Akankah Norma mampu menjalani kehidupan yang dilema?


.
Mohon baca teratur disetiap bab nya🙏


Kemana kah suami Norma?

Bagaimana kisahnya?




Setting: Sebuah pulau di Riau

Karya ini diterbitkan atas izin NovelToon Juniar Yasir, isi konten hanyalah pandangan pribadi pembuatnya, tidak mewakili NovelToon sendiri

Bersitegang

Dawiyah mengendap-endap. Tapi tak bertahan lama, karena telinga sudah tak karuan mendengar lenguhan dan desahan yang makin menggila.

"Uy, bisa ternodai Telinga gadis perawan ini mendengar suara laknat itu" Iya bergidik geli. "Eh, tapi siapa ya? Tak mungkin suami istri yang sudah tua itu" gumamnya masih penasaran.

Iya berjalan perlahan, menuju arah depan rumah. Pintu bagian teras terbuka.

Dawiyah menuju pintu, kepala melongok kedalam.

"Nuri?" Dawiyah melotot, terkejut melihat gadis kecil itu berdiri di balik hordeng pintu kamar Daria. Yang artinya kamar yang tadi iya dengar suara lenguhan.

"Assalamualaikum" ucapnya, suara sengaja di lantangkan.

Prankkkkk

Terdengar suara berisik dari dalam kamar. Dawiyah terkekeh, karena yang di dalam sana pasti kalang kabut mendengar suara orang dari luar rumah.

"Nuri, ayah kan sudah pesan tadi, jangan keluar kamar. Main saja ponsel ayah di kamarmu" tuding Syamsul kesal.

Nuri masuk ke kamarnya.

"Norma!" panggil Dawiyah dari luar. Sengaja meneriaki begitu, supaya Nuri tak lagi jadi sasaran amarah ayahnya.

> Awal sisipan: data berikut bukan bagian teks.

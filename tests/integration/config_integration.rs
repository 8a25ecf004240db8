//! Configuration layering across global file, explicit file and environment

use super::test_utils::with_xdg_env;
use mirrorsync::config::{default_data_dir, global_config_path, ConfigLoader};
use std::fs;
use std::time::Duration;
use tempfile::TempDir;

fn write_global(test_dir: &TempDir, contents: &str) {
    let dir = test_dir.path().join("mirrorsync");
    fs::create_dir_all(&dir).unwrap();
    fs::write(dir.join("config.toml"), contents).unwrap();
}

#[test]
fn test_defaults_without_any_file() {
    let test_dir = TempDir::new().unwrap();
    with_xdg_env(&test_dir, || {
        let config = ConfigLoader::load(None).unwrap();
        assert_eq!(config.sync.debounce_ms, 0);
        assert_eq!(config.sync.scratch_prefix, "/.upload");
        assert_eq!(config.replication.manifest_id, "distribution");
        assert!(config.sync.initial_scan);
    });
}

#[test]
fn test_global_config_is_picked_up() {
    let test_dir = TempDir::new().unwrap();
    with_xdg_env(&test_dir, || {
        write_global(
            &test_dir,
            r#"
[sync]
debounce_ms = 250

[replication]
peer_id = "laptop"
"#,
        );
        assert_eq!(
            global_config_path().unwrap(),
            test_dir.path().join("mirrorsync").join("config.toml")
        );

        let config = ConfigLoader::load(None).unwrap();
        assert_eq!(config.sync.debounce_ms, 250);
        assert_eq!(config.replication.peer_id.as_deref(), Some("laptop"));
        assert_eq!(
            config.engine_options().unwrap().debounce,
            Duration::from_millis(250)
        );
    });
}

#[test]
fn test_explicit_file_overrides_global() {
    let test_dir = TempDir::new().unwrap();
    with_xdg_env(&test_dir, || {
        write_global(
            &test_dir,
            r#"
[sync]
debounce_ms = 250
scratch_prefix = "/.global-upload"
"#,
        );
        let explicit = test_dir.path().join("explicit.toml");
        fs::write(
            &explicit,
            r#"
[sync]
debounce_ms = 1000
"#,
        )
        .unwrap();

        let config = ConfigLoader::load(Some(&explicit)).unwrap();
        assert_eq!(config.sync.debounce_ms, 1000);
        // Keys absent from the explicit file keep the global value
        assert_eq!(config.sync.scratch_prefix, "/.global-upload");
    });
}

#[test]
fn test_environment_overrides_files() {
    let test_dir = TempDir::new().unwrap();
    with_xdg_env(&test_dir, || {
        write_global(&test_dir, "[sync]\ndebounce_ms = 250\n");
        let explicit = test_dir.path().join("explicit.toml");
        fs::write(&explicit, "[sync]\ndebounce_ms = 1000\n").unwrap();

        std::env::set_var("MIRRORSYNC__SYNC__DEBOUNCE_MS", "42");
        std::env::set_var("MIRRORSYNC__SYNC__IGNORE_PATTERNS", "**/*.tmp,**/build/**");
        let result = ConfigLoader::load(Some(&explicit));
        std::env::remove_var("MIRRORSYNC__SYNC__DEBOUNCE_MS");
        std::env::remove_var("MIRRORSYNC__SYNC__IGNORE_PATTERNS");

        let config = result.unwrap();
        assert_eq!(config.sync.debounce_ms, 42);
        assert_eq!(
            config.sync.ignore_patterns,
            vec!["**/*.tmp".to_string(), "**/build/**".to_string()]
        );
    });
}

#[test]
fn test_invalid_global_config_is_rejected() {
    let test_dir = TempDir::new().unwrap();
    with_xdg_env(&test_dir, || {
        write_global(&test_dir, "[sync]\nscratch_prefix = \"/a/b\"\n");
        assert!(ConfigLoader::load(None).is_err());
    });
}

#[test]
fn test_default_data_dir_is_per_watched_directory() {
    let test_dir = TempDir::new().unwrap();
    with_xdg_env(&test_dir, || {
        let one = test_dir.path().join("one");
        let two = test_dir.path().join("two");
        fs::create_dir_all(&one).unwrap();
        fs::create_dir_all(&two).unwrap();

        let first = default_data_dir(&one).unwrap();
        assert_eq!(first, default_data_dir(&one).unwrap());
        assert_ne!(first, default_data_dir(&two).unwrap());
        assert!(first.starts_with(test_dir.path().join("data")));

        let config = ConfigLoader::load(None).unwrap();
        let paths = config.storage.resolve(&one).unwrap();
        assert_eq!(paths.data_dir, first);
        assert_eq!(paths.content_store, first.join("content"));
        assert_eq!(paths.manifest_snapshot, first.join("manifest.json"));
    });
}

Syamsul berjalan ke ruang tamu, menuju arah suara.

"Kau, kenapa kau kesini?" tanya Syamsul acuh, sesekali menoleh ke belakang.

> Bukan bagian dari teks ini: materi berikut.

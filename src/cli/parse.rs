//! CLI parse: clap types for mirrorsync, plus flag overrides on top of loaded config.

use crate::config::SyncConfig;
use clap::Parser;
use std::path::PathBuf;

pub const USAGE: &str = "Usage: mirrorsync <folder>";

/// Mirror a directory into a content-addressed store and replicate its root manifest
#[derive(Parser, Debug)]
#[command(name = "mirrorsync")]
#[command(about = "Mirror a directory into a content-addressed store and replicate its root manifest")]
pub struct Cli {
    /// Directory to watch
    pub directory: Option<PathBuf>,

    /// Configuration file path (layered over the global config file)
    #[arg(long)]
    pub config: Option<PathBuf>,

    /// Quiet period in milliseconds before a root is re-hashed (0 = after every change)
    #[arg(long)]
    pub debounce_ms: Option<u64>,

    /// Only mirror changes made after startup
    #[arg(long)]
    pub no_initial_scan: bool,

    /// Directory holding the stores, snapshot and log file
    #[arg(long)]
    pub data_dir: Option<PathBuf>,

    /// Peer identity used on replicated manifest entries
    #[arg(long)]
    pub peer_id: Option<String>,

    /// Print the effective configuration as TOML and exit
    #[arg(long)]
    pub print_config: bool,

    /// Enable verbose logging (default: off)
    #[arg(long, default_value = "false")]
    pub verbose: bool,

    /// Log level (trace, debug, info, warn, error, off)
    #[arg(long)]
    pub log_level: Option<String>,

    /// Log format (json, text)
    #[arg(long)]
    pub log_format: Option<String>,

    /// Log output (stdout, stderr, file, both)
    #[arg(long)]
    pub log_output: Option<String>,

    /// Log file path (if output includes "file")
    #[arg(long)]
    pub log_file: Option<PathBuf>,
}

impl Cli {
    /// Apply command-line flags over `config`; flags always win
    pub fn apply_overrides(&self, config: &mut SyncConfig) {
        if let Some(debounce_ms) = self.debounce_ms {
            config.sync.debounce_ms = debounce_ms;
        }
        if self.no_initial_scan {
            config.sync.initial_scan = false;
        }
        if let Some(ref data_dir) = self.data_dir {
            config.storage.data_dir = Some(data_dir.clone());
        }
        if let Some(ref peer_id) = self.peer_id {
            config.replication.peer_id = Some(peer_id.clone());
        }

        let logging = &mut config.logging;
        if self.verbose {
            logging.level = "debug".to_string();
            // Verbose output stays visible even when logs go to a file
            if logging.output == "file" {
                logging.output = "both".to_string();
            }
        }
        if let Some(ref level) = self.log_level {
            logging.level = level.clone();
        }
        if let Some(ref format) = self.log_format {
            logging.format = format.clone();
        }
        if let Some(ref output) = self.log_output {
            logging.output = output.clone();
        }
        if let Some(ref file) = self.log_file {
            logging.file = Some(file.clone());
        }
    }
}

"Norma kemana?" tanya. Mata menyipit curiga melihat penampilan Syamsul yang acak-acakan. Resleting celana belum tertutup sempurna, dahi di penuhi keringat.

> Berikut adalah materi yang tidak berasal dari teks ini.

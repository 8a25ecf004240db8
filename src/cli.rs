//! CLI domain: argument definitions and their mapping onto configuration.

mod parse;

pub use parse::{Cli, USAGE};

"Kau kan sahabat sejati Dia, tentu lebih tahu. Kelakuan juga tak jauh beda. Sama-sama binal!" ucapnya tersenyum miring.

"Hei siamang, aku kan tanya baik-baik" Dawiyah menyingsing lengan bajunya. "Enteng betul mulutmu itu mengatai orang binal!" kesal sekali hati wanita ini menghadapi manusia seperti Syamsul yang mulutnya tidak bisa di rem.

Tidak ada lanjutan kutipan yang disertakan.